─── Information shown

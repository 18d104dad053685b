//! Actor service around the [`Coordinator`].
//!
//! The coordinator runs inside one tokio task that owns it exclusively.
//! Commands, resource events and timer fires all arrive over channels and are
//! handled one at a time, so no handler ever observes another half-way
//! through. Callers talk to the task through a cloneable
//! [`CoordinatorHandle`].

use serde_json::Value;
use tokio::sync::{mpsc, oneshot};
use tokio::task::JoinHandle;

use focus_core::{FocusError, Result};

use crate::coordinator::{Coordinator, CoordinatorOptions};
use crate::dispatcher::{Command, Response};
use crate::host::Host;
use crate::lifecycle::ResourceEvent;
use crate::scheduler::{Scheduler, TimerKind};
use crate::store::StateStore;

/// Inbound messages are buffered; senders wait when the loop falls behind.
const INBOX_CAPACITY: usize = 64;

enum Message {
    Request {
        command: Command,
        reply: oneshot::Sender<Response>,
    },
    Resource(ResourceEvent),
    Shutdown,
}

// ── CoordinatorService ────────────────────────────────────────────────────────

pub struct CoordinatorService;

impl CoordinatorService {
    /// Restore persisted state, re-arm the periodic timers and spawn the
    /// event loop.
    ///
    /// Returns a [`CoordinatorHandle`] for talking to the loop and a
    /// [`ServiceTask`] for waiting on or aborting it.
    pub async fn start(
        host: Host,
        store: StateStore,
        options: CoordinatorOptions,
    ) -> Result<(CoordinatorHandle, ServiceTask)> {
        let (scheduler, timer_rx) = Scheduler::channel();
        let mut coordinator = Coordinator::load(host, store, scheduler, options).await?;
        coordinator.start_timers();

        let (tx, rx) = mpsc::channel(INBOX_CAPACITY);
        let handle = tokio::spawn(event_loop(coordinator, rx, timer_rx));
        tracing::info!("coordinator service started");

        Ok((CoordinatorHandle { tx }, ServiceTask { handle }))
    }
}

/// Runs until a shutdown message arrives or every handle is dropped.
async fn event_loop(
    mut coordinator: Coordinator,
    mut inbox: mpsc::Receiver<Message>,
    mut timers: mpsc::UnboundedReceiver<TimerKind>,
) {
    loop {
        tokio::select! {
            message = inbox.recv() => match message {
                Some(Message::Request { command, reply }) => {
                    let response = coordinator.handle(command).await;
                    if reply.send(response).is_err() {
                        tracing::debug!("requester went away before the response");
                    }
                }
                Some(Message::Resource(event)) => {
                    if let Err(e) = coordinator.on_resource_event(event).await {
                        tracing::error!(error = %e, "resource event handling failed");
                    }
                }
                Some(Message::Shutdown) | None => break,
            },
            Some(kind) = timers.recv() => {
                if let Err(e) = coordinator.on_timer(kind.clone()).await {
                    tracing::error!(timer = ?kind, error = %e, "timer handling failed");
                }
            }
        }
    }

    coordinator.shutdown();
    tracing::info!("coordinator service stopped");
}

// ── CoordinatorHandle ─────────────────────────────────────────────────────────

/// Cloneable sender side of the coordinator loop.
#[derive(Clone)]
pub struct CoordinatorHandle {
    tx: mpsc::Sender<Message>,
}

impl CoordinatorHandle {
    /// Send a command and wait for its response.
    pub async fn request(&self, command: Command) -> Result<Response> {
        let (reply, response) = oneshot::channel();
        self.tx
            .send(Message::Request { command, reply })
            .await
            .map_err(|_| FocusError::Stopped)?;
        response.await.map_err(|_| FocusError::Stopped)
    }

    /// Decode a raw JSON request and send it. A malformed payload is answered
    /// locally without reaching the loop.
    pub async fn request_value(&self, value: Value) -> Result<Response> {
        match Command::from_value(value) {
            Ok(command) => self.request(command).await,
            Err(e) => Ok(Response::error(e.to_string())),
        }
    }

    /// Queue a resource lifecycle event. Events and requests are handled in
    /// the order they were sent.
    pub async fn resource_event(&self, event: ResourceEvent) -> Result<()> {
        self.tx
            .send(Message::Resource(event))
            .await
            .map_err(|_| FocusError::Stopped)
    }

    /// Ask the loop to stop after the messages already queued.
    pub async fn shutdown(&self) -> Result<()> {
        self.tx
            .send(Message::Shutdown)
            .await
            .map_err(|_| FocusError::Stopped)
    }
}

// ── ServiceTask ───────────────────────────────────────────────────────────────

/// Join handle of the coordinator loop.
pub struct ServiceTask {
    handle: JoinHandle<()>,
}

impl ServiceTask {
    /// Wait for the loop to finish.
    pub async fn join(self) {
        if let Err(e) = self.handle.await {
            if !e.is_cancelled() {
                tracing::error!(error = %e, "coordinator task panicked");
            }
        }
    }

    /// Immediately abort the loop.
    pub fn abort(&self) {
        self.handle.abort();
    }
}

// ── Tests ─────────────────────────────────────────────────────────────────────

──────

Action item: Wherever a line in the listing contains the word "CoordinatorService", copy that line out.

The answer:
// ── CoordinatorService ────────────────────────────────────────────────────────
pub struct CoordinatorService;
impl CoordinatorService {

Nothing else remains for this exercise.